**Information provided**

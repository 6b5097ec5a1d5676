//! Arbitrary precision signed integers.
//!
//! A [`BigInt`] is a sign plus a [`LimbBuffer`] magnitude. The
//! representation is canonical: zero has [`Sign::Zero`] and an empty
//! magnitude, every other value has a nonzero most significant limb.
//!
//! Division and modulo use floor semantics: the quotient rounds toward
//! negative infinity and the remainder takes the divisor's sign.

use std::cmp::Ordering;
use std::fmt;
use std::hash::{Hash, Hasher};
use std::ops::{
    Add, AddAssign, BitAnd, BitAndAssign, BitOr, BitOrAssign, BitXor, BitXorAssign, Div, Mul,
    MulAssign, Neg, Not, Rem, RemAssign, Sub, SubAssign,
};
use std::str::FromStr;

use exacta_limbs::LimbBuffer;
use num_traits::{One, Zero};

use crate::error::NumError;

/// The sign of a [`BigInt`].
#[derive(Clone, Copy, Debug, PartialEq, Eq, PartialOrd, Ord, Default)]
pub enum Sign {
    /// Strictly negative.
    Negative,
    /// Exactly zero.
    #[default]
    Zero,
    /// Strictly positive.
    Positive,
}

impl Sign {
    /// The opposite sign; zero stays zero.
    #[must_use]
    pub fn flip(self) -> Self {
        match self {
            Self::Negative => Self::Positive,
            Self::Zero => Self::Zero,
            Self::Positive => Self::Negative,
        }
    }

    /// The sign of a product.
    #[must_use]
    pub fn product(self, other: Self) -> Self {
        match (self, other) {
            (Self::Zero, _) | (_, Self::Zero) => Self::Zero,
            (a, b) if a == b => Self::Positive,
            _ => Self::Negative,
        }
    }
}

/// An arbitrary precision signed integer.
#[derive(Clone, PartialEq, Eq, Default)]
pub struct BigInt {
    sign: Sign,
    mag: LimbBuffer,
}

impl BigInt {
    /// Creates a new integer from an i64.
    #[must_use]
    pub fn new(value: i64) -> Self {
        let sign = match value.cmp(&0) {
            Ordering::Less => Sign::Negative,
            Ordering::Equal => Sign::Zero,
            Ordering::Greater => Sign::Positive,
        };
        Self {
            sign,
            mag: LimbBuffer::from_limb(value.unsigned_abs()),
        }
    }

    /// Assembles an integer from a sign and a magnitude, forcing the
    /// canonical zero when the magnitude is empty.
    pub(crate) fn from_parts(sign: Sign, mag: LimbBuffer) -> Self {
        if mag.is_zero() {
            Self::default()
        } else {
            debug_assert!(sign != Sign::Zero, "nonzero magnitude needs a sign");
            Self { sign, mag }
        }
    }

    /// Returns the magnitude.
    pub(crate) fn magnitude(&self) -> &LimbBuffer {
        &self.mag
    }

    /// Returns the sign: -1, 0, or 1.
    #[must_use]
    pub fn signum(&self) -> i8 {
        match self.sign {
            Sign::Negative => -1,
            Sign::Zero => 0,
            Sign::Positive => 1,
        }
    }

    /// Returns true if this integer is negative.
    #[must_use]
    pub fn is_negative(&self) -> bool {
        self.sign == Sign::Negative
    }

    /// Returns true if this integer is positive.
    #[must_use]
    pub fn is_positive(&self) -> bool {
        self.sign == Sign::Positive
    }

    /// Returns the absolute value.
    #[must_use]
    pub fn abs(&self) -> Self {
        Self::from_parts(
            if self.sign == Sign::Zero {
                Sign::Zero
            } else {
                Sign::Positive
            },
            self.mag.clone(),
        )
    }

    /// Returns the value unchanged (the unary `+` of the operator set).
    #[must_use]
    pub fn pos(&self) -> Self {
        self.clone()
    }

    /// Returns the number of bits in the magnitude.
    #[must_use]
    pub fn bit_len(&self) -> usize {
        self.mag.bit_len()
    }

    /// The value itself; integers are their own numerator.
    #[must_use]
    pub fn numerator(&self) -> Self {
        self.clone()
    }

    /// Always one for an integer.
    #[must_use]
    pub fn denominator(&self) -> Self {
        Self::one()
    }

    fn add_values(&self, other: &Self) -> Self {
        match (self.sign, other.sign) {
            (Sign::Zero, _) => other.clone(),
            (_, Sign::Zero) => self.clone(),
            (a, b) if a == b => Self::from_parts(a, self.mag.add(&other.mag)),
            _ => match self.mag.cmp_mag(&other.mag) {
                Ordering::Equal => Self::default(),
                Ordering::Greater => Self::from_parts(self.sign, self.mag.sub(&other.mag)),
                Ordering::Less => Self::from_parts(other.sign, other.mag.sub(&self.mag)),
            },
        }
    }

    fn sub_values(&self, other: &Self) -> Self {
        self.add_values(&Self::from_parts(other.sign.flip(), other.mag.clone()))
    }

    fn mul_values(&self, other: &Self) -> Self {
        Self::from_parts(self.sign.product(other.sign), self.mag.mul(&other.mag))
    }

    /// Floor division and modulo in one pass.
    ///
    /// The quotient rounds toward negative infinity; the remainder is zero
    /// or takes the divisor's sign.
    ///
    /// # Errors
    ///
    /// Returns [`NumError::DivisionByZero`] when `divisor` is zero.
    pub fn checked_div_rem_floor(&self, divisor: &Self) -> Result<(Self, Self), NumError> {
        if divisor.is_zero() {
            return Err(NumError::DivisionByZero);
        }
        let (q_mag, r_mag) = self.mag.div_rem(&divisor.mag);
        let mut quotient = Self::from_parts(self.sign.product(divisor.sign), q_mag);
        let mut remainder = Self::from_parts(self.sign, r_mag);
        if !remainder.is_zero() && self.sign != divisor.sign {
            quotient = quotient.sub_values(&Self::one());
            remainder = remainder.add_values(divisor);
        }
        Ok((quotient, remainder))
    }

    /// Floor division.
    ///
    /// # Errors
    ///
    /// Returns [`NumError::DivisionByZero`] when `divisor` is zero.
    pub fn checked_div_floor(&self, divisor: &Self) -> Result<Self, NumError> {
        Ok(self.checked_div_rem_floor(divisor)?.0)
    }

    /// Floor modulo.
    ///
    /// # Errors
    ///
    /// Returns [`NumError::DivisionByZero`] when `divisor` is zero.
    pub fn checked_rem_floor(&self, divisor: &Self) -> Result<Self, NumError> {
        Ok(self.checked_div_rem_floor(divisor)?.1)
    }

    /// Exact true division is deliberately not provided for integers.
    ///
    /// Promote both operands to [`crate::BigRational`] for an exact
    /// quotient.
    ///
    /// # Errors
    ///
    /// Always returns [`NumError::Unsupported`].
    pub fn checked_true_div(&self, _divisor: &Self) -> Result<Self, NumError> {
        Err(NumError::Unsupported)
    }

    /// Raises to a non-negative power by repeated squaring.
    ///
    /// # Errors
    ///
    /// Returns [`NumError::InvalidExponent`] when `exponent` is negative.
    pub fn checked_pow(&self, exponent: &Self) -> Result<Self, NumError> {
        if exponent.is_negative() {
            return Err(NumError::InvalidExponent);
        }
        let bits = exponent.mag.bit_len();
        let mut result = Self::one();
        let mut base = self.clone();
        for i in 0..bits {
            if exponent.mag.bit(i) {
                result = result.mul_values(&base);
            }
            if i + 1 < bits {
                base = base.mul_values(&base);
            }
        }
        Ok(result)
    }

    /// Modular exponentiation by repeated squaring.
    ///
    /// The result is reduced into `[0, |modulus|)`.
    ///
    /// # Errors
    ///
    /// Returns [`NumError::InvalidExponent`] when `exponent` is negative
    /// and [`NumError::DivisionByZero`] when `modulus` is zero.
    pub fn checked_pow_mod(&self, exponent: &Self, modulus: &Self) -> Result<Self, NumError> {
        if exponent.is_negative() {
            return Err(NumError::InvalidExponent);
        }
        if modulus.is_zero() {
            return Err(NumError::DivisionByZero);
        }
        let m = modulus.abs();
        let bits = exponent.mag.bit_len();
        let mut result = Self::one().checked_rem_floor(&m)?;
        let mut base = self.checked_rem_floor(&m)?;
        for i in 0..bits {
            if exponent.mag.bit(i) {
                result = result.mul_values(&base).checked_rem_floor(&m)?;
            }
            if i + 1 < bits {
                base = base.mul_values(&base).checked_rem_floor(&m)?;
            }
        }
        Ok(result)
    }

    /// Left shift is deliberately not implemented for big integers.
    ///
    /// # Errors
    ///
    /// Always returns [`NumError::Unsupported`].
    pub fn checked_shl(&self, _amount: &Self) -> Result<Self, NumError> {
        Err(NumError::Unsupported)
    }

    /// Right shift, only when both operands fit a native integer.
    ///
    /// This is a known limitation, not a general big-integer shift: the
    /// value and the shift amount are lowered to `i64` and shifted with
    /// native floor semantics.
    ///
    /// # Errors
    ///
    /// Returns [`NumError::Unsupported`] when either operand does not fit
    /// an `i64`, and [`NumError::InvalidArgument`] for a negative shift.
    pub fn checked_shr(&self, amount: &Self) -> Result<Self, NumError> {
        let (Some(value), Some(shift)) = (self.to_i64(), amount.to_i64()) else {
            return Err(NumError::Unsupported);
        };
        if shift < 0 {
            return Err(NumError::InvalidArgument);
        }
        let shifted = if shift >= 64 {
            // Arithmetic shift past the width saturates to the sign.
            if value < 0 {
                -1
            } else {
                0
            }
        } else {
            value >> shift
        };
        Ok(Self::new(shifted))
    }

    /// Already integral: returns the value unchanged.
    #[must_use]
    pub fn ceil(&self) -> Self {
        self.clone()
    }

    /// Already integral: returns the value unchanged.
    #[must_use]
    pub fn floor(&self) -> Self {
        self.clone()
    }

    /// Already integral: returns the value unchanged.
    #[must_use]
    pub fn round(&self) -> Self {
        self.clone()
    }

    /// Already integral: returns the value unchanged.
    #[must_use]
    pub fn trunc(&self) -> Self {
        self.clone()
    }

    /// Attempts to convert to an i64.
    ///
    /// Returns `None` if the value doesn't fit in an i64.
    #[must_use]
    pub fn to_i64(&self) -> Option<i64> {
        match self.sign {
            Sign::Zero => Some(0),
            Sign::Positive => {
                if self.mag.bit_len() <= 63 {
                    Some(self.mag.limbs()[0] as i64)
                } else {
                    None
                }
            }
            Sign::Negative => {
                let bits = self.mag.bit_len();
                if bits <= 63 {
                    Some(-(self.mag.limbs()[0] as i64))
                } else if bits == 64 && self.mag.limbs()[0] == 1 << 63 {
                    Some(i64::MIN)
                } else {
                    None
                }
            }
        }
    }

    /// Converts to an f64, losing precision for wide values and
    /// overflowing to infinity past the float range.
    #[must_use]
    #[allow(clippy::cast_precision_loss)]
    pub fn to_f64(&self) -> f64 {
        if self.is_zero() {
            return 0.0;
        }
        let bits = self.mag.bit_len();
        let magnitude = if bits <= 64 {
            self.mag.limbs()[0] as f64
        } else {
            let shift = bits - 64;
            let top = self.mag.shr_bits(shift).limbs()[0];
            (top as f64) * (shift as f64).exp2()
        };
        if self.is_negative() {
            -magnitude
        } else {
            magnitude
        }
    }
}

**Exercise**
Repeat word for word the lines above that run from the line containing "base = base.mul_values(&base);" through the line containing "big-integer shift: the", both ends included, and nothing else.

**Your response**
                base = base.mul_values(&base);
            }
        }
        Ok(result)
    }

    /// Modular exponentiation by repeated squaring.
    ///
    /// The result is reduced into `[0, |modulus|)`.
    ///
    /// # Errors
    ///
    /// Returns [`NumError::InvalidExponent`] when `exponent` is negative
    /// and [`NumError::DivisionByZero`] when `modulus` is zero.
    pub fn checked_pow_mod(&self, exponent: &Self, modulus: &Self) -> Result<Self, NumError> {
        if exponent.is_negative() {
            return Err(NumError::InvalidExponent);
        }
        if modulus.is_zero() {
            return Err(NumError::DivisionByZero);
        }
        let m = modulus.abs();
        let bits = exponent.mag.bit_len();
        let mut result = Self::one().checked_rem_floor(&m)?;
        let mut base = self.checked_rem_floor(&m)?;
        for i in 0..bits {
            if exponent.mag.bit(i) {
                result = result.mul_values(&base).checked_rem_floor(&m)?;
            }
            if i + 1 < bits {
                base = base.mul_values(&base).checked_rem_floor(&m)?;
            }
        }
        Ok(result)
    }

    /// Left shift is deliberately not implemented for big integers.
    ///
    /// # Errors
    ///
    /// Always returns [`NumError::Unsupported`].
    pub fn checked_shl(&self, _amount: &Self) -> Result<Self, NumError> {
        Err(NumError::Unsupported)
    }

    /// Right shift, only when both operands fit a native integer.
    ///
    /// This is a known limitation, not a general big-integer shift: the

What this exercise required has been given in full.